It is just one of those days where nothing goes right. Our house is completely trashed from Christmas. We had 3 Christmas’s in the last two days, so there is just a ton of toys and boxes of toy parts and cardboard strewn about the house. So the house being an absolute mess is driving me crazy, but every time I start to clean up A Bird comes behind me and opens a new toy or is asking me for help with this or that, or my personal favorite, I’ll start stacking toy boxes to put them away and just as I’m about to put the last box on so I can pick it up and put it away A Bird comes screaming in on her new tricycle and plows into the pile knocking toys everywhere, so what’s the point?
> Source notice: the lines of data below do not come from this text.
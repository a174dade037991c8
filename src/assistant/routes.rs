use actix_web::{web, HttpResponse, Responder};

use super::{AssistantError, MISSING_CREDENTIAL_NOTICE, SERVICE_FAILED_NOTICE};
use crate::report::model::ReportRecord;
use crate::{AppState, ErrorResponse};

impl From<AssistantError> for HttpResponse {
    fn from(error: AssistantError) -> Self {
        match error {
            AssistantError::MissingCredential => HttpResponse::BadRequest()
                .json(ErrorResponse::bad_request(MISSING_CREDENTIAL_NOTICE)),
            AssistantError::InProgress => {
                HttpResponse::Conflict().json(ErrorResponse::conflict(&error.to_string()))
            }
            AssistantError::Service(_) => {
                HttpResponse::BadGateway().json(ErrorResponse::bad_gateway(SERVICE_FAILED_NOTICE))
            }
        }
    }
}

#[utoipa::path(
    post,
    path = "/api/rapor/narrative",
    tag = "Assistant",
    responses(
        (status = 200, description = "Narrative and teacher note rewritten", body = ReportRecord),
        (status = 400, description = "No API key configured", body = ErrorResponse),
        (status = 409, description = "A narrative request is already running", body = ErrorResponse),
        (status = 502, description = "The text generation service failed", body = ErrorResponse)
    )
)]
pub async fn generate_narrative(state: web::Data<AppState>) -> impl Responder {
    match state.assistant.write_narrative(&state.store).await {
        Ok(record) => {
            log::info!("Narrative written for {}", record.student.name);
            HttpResponse::Ok().json(record)
        }
        Err(AssistantError::Service(message)) => {
            log::error!("Error generating report: {}", message);
            HttpResponse::from(AssistantError::Service(message))
        }
        Err(e) => {
            log::warn!("Narrative request refused: {}", e);
            HttpResponse::from(e)
        }
    }
}

pub fn configure(cfg: &mut web::ServiceConfig) {
    cfg.route("/narrative", web::post().to(generate_narrative));
}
Then this morning L Bird comes in and tells me that the shower drain is plugged. Man, she wasn’t kidding it is about ankle deep in water from her shower. Great, so no shower for me, now I feel nasty. But hey I can still brush my teeth and shave, well at least I thought so. I start brushing my teeth at the sink and I notice that all of the water running down the sink is starting to make the tub fill up more. Awesome, so I guess shaving is out. So now I have to go to walmart dirty and unshaven, but what the hell I figure I’ll at least fit in with the other woodchucks now. So I get what we need and Draino Max for clogged drains, “cuts through standing water” it says on the box. Perfect I think and I rush home and pour the whole bottle into the tub, well it does cut through standing water to the bottom of the tub where it proceeded to spread out and go every where but the drain. So now I have to go back out to buy more draino, then bail out the tub so there is no standing water and try it again.
While I’m dealing with this debacle, Linus decides it would be a great idea to eat an entire container of A Bird’s new Moon Dough. So I frantically search the internet for an MSDS on Moon Dough or some sort of safety information and I get a whole lot of dimp. Well, it didn’t kill poor Linus but it did give him a fantastic case of multicolored shits, which he has left for me in just about every room of the house. It’s my own private demented game of find the smell. First, A Bird smells it and says “Dad I smell poop” then I go around sniffing the air like I have a coke habit until I happen to stumble across a brilliantly aquamarine colored piece of poop that has the same consistency of Moon Dough mixed with poop. Funny how that works.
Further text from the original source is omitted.